Multigenerational communities formed around the Baptist and Methodist churches that dominated town squares for generations. By contrast, nondenominational churches often thrive on their otherness, attracting congregants who mistrust ancient American institutions.  

“What those churches try to do is to be as easy as possible,” Burge said. “They don’t have membership rolls. They don’t fill out contact cards. They make it really easy to get in, but that also makes it really easy to get out. That’s how they’re designed, is to be much more transitory. A lot of these churches don’t have membership. It’s not a thing.”  

Not all socioeconomic groups are leaving the pews at the same rate. College-educated Americans are now markedly more likely to belong to a church than those without a college education, according to Gallup polling.   

The statistic belies the long-held suspicion that college professors were killing religion.   

“People who aren’t college-educated tend to be less likely to participate in civic institutions, to participate in politics, to get married,” said Melissa Deckman, CEO of the nonprofit Public Religion Research Institute. 

Younger people are less religious than older generations. Gallup polls show 34 percent of Generation Z identify as “nones,” compared with 29 percent of Millennials and 25 percent of Generation X.  

Some of this generational difference is, well, generational: Older people tend to be more religious, first as they settle down and have children, then as they approach a reunion with their creator, assuming they believe in one.   

But the Gen-Z religious disconnect also stems from political divisions, some of which may not go away.   

The Freedom From Religion Foundation sponsors an annual essay contest for young people. Recent essays have focused on the LGBTQ movement and abortion rights, Gaylor said, both issues with entrenched opposition among a wide swath of conservative religious organizations.   

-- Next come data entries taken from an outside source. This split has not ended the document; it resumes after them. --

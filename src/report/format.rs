//! Terminal formatting of the statistics table, fits, and diagnostics.
//!
//! Formatting lives in one place so:
//! - the extraction and fitting code stays free of presentation concerns
//! - output changes are localized

use crate::domain::{AgeRange, ElementStats};
use crate::fit::{FitReport, QqSummary};

/// Header block describing the run.
pub fn format_run_header(age_range: &AgeRange, catalog_size: usize, kept: usize) -> String {
    let mut out = String::new();
    out.push_str("=== enet - element network statistics ===\n");
    out.push_str(&format!("Age window: {age_range}\n"));
    out.push_str(&format!("Catalog: {kept} of {catalog_size} elements in temporal scope\n"));
    out
}

/// Format the aggregated table (one row per element).
pub fn format_stats_table(table: &[ElementStats]) -> String {
    let mut out = String::new();
    out.push_str(
        format!(
            "{:<8} {:<16} {:>6} {:>12} {:>12} {:>14}\n",
            "symbol", "name", "Z", "n_elements", "n_minerals", "n_localities"
        )
        .trim_end(),
    );
    out.push('\n');
    out.push_str(
        format!(
            "{:-<8} {:-<16} {:-<6} {:-<12} {:-<12} {:-<14}\n",
            "", "", "", "", "", ""
        )
        .trim_end(),
    );
    out.push('\n');

    for row in table {
        let z = row
            .meta
            .atomic_number
            .map(|z| z.to_string())
            .unwrap_or_default();
        out.push_str(
            format!(
                "{:<8} {:<16} {:>6} {:>12} {:>12} {:>14}\n",
                truncate(row.symbol(), 8),
                truncate(row.meta.name.as_deref().unwrap_or(""), 16),
                z,
                row.record.n_elements,
                row.record.n_minerals,
                row.record.n_localities,
            )
            .trim_end(),
        );
        out.push('\n');
    }

    out
}

/// Format every candidate fit (and every failure) as one line each.
pub fn format_fit_report(report: &FitReport) -> String {
    let mut out = String::new();
    out.push_str("Fitted relationships:\n");
    for fit in &report.fits {
        out.push_str(&format!(
            "  {:<34} {:<28} R²={:.3} n={}",
            fit.spec.label(),
            fit.equation,
            fit.r_squared_rounded(),
            fit.n_used,
        ));
        if !fit.excluded.is_empty() {
            out.push_str(&format!(" (excluded: {})", fit.excluded.join(", ")));
        }
        out.push('\n');
    }
    for (spec, err) in &report.failed {
        out.push_str(&format!("  {:<34} FAILED: {err}\n", spec.label()));
    }
    out
}

/// Format the Q-Q table of one candidate.
pub fn format_qq(summary: &QqSummary) -> String {
    let mut out = String::new();
    let corr = summary
        .correlation
        .map(|r| format!("{r:.4}"))
        .unwrap_or_else(|| "n/a".to_string());
    out.push_str(&format!(
        "Normal Q-Q for {} (probability-plot r = {corr}):\n",
        summary.spec.label()
    ));
    out.push_str(format!("{:<8} {:>12} {:>12}\n", "symbol", "normal_q", "std_resid").trim_end());
    out.push('\n');
    for p in &summary.points {
        out.push_str(
            format!(
                "{:<8} {:>12.4} {:>12.4}\n",
                truncate(&p.symbol, 8),
                p.theoretical,
                p.sample
            )
            .trim_end(),
        );
        out.push('\n');
    }
    out
}

fn truncate(s: &str, max: usize) -> String {
    if s.chars().count() <= max {
        return s.to_string();
    }
    let mut out = String::new();
    for (i, ch) in s.chars().enumerate() {
        if i + 1 >= max {
            break;
        }
        out.push(ch);
    }
    out.push('.');
    out
}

Faith-based groups see hope in recent evidence of a rebound in churchgoing. Research from Barna Group, a Christian polling firm, suggests that the share of Millennials making weekly church outings nearly doubled to 39 percent in 2022 from 21 percent in pre-pandemic 2019. The group found smaller bumps in church attendance among Gen-X families and boomers.   

Groome, of Boston College, takes heart in new data suggesting the “nones” population is leveling off in recent years, after two decades of steady rise.   

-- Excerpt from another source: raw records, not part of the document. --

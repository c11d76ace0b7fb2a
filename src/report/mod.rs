//! Reporting: equation strings and terminal output.

pub mod format;
pub mod formula;

pub use format::*;
pub use formula::*;
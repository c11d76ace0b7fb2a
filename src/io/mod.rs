//! Input/output helpers.
//!
//! - CSV ingest + validation (`ingest`)
//! - statistics CSV and fits JSON exports (`export`)

pub mod export;
pub mod ingest;

pub use export::*;
pub use ingest::*;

“So, I don’t think it’s all over yet,” he said.  

And while it may be socially acceptable these days to identify as a nonbeliever, some of the atheist stigma endures.   

On Wednesday, Winter Solstice, Gaylor’s foundation plans to run an ad in The New York Times, a red-cheeked Santa framed by the message, “Yes Virginia. . . There is no God.”   

The Times wouldn’t run it, Gaylor said, unless her organization added two more lines of clarification: “That’s what tens of millions of nonreligious Americans believe.”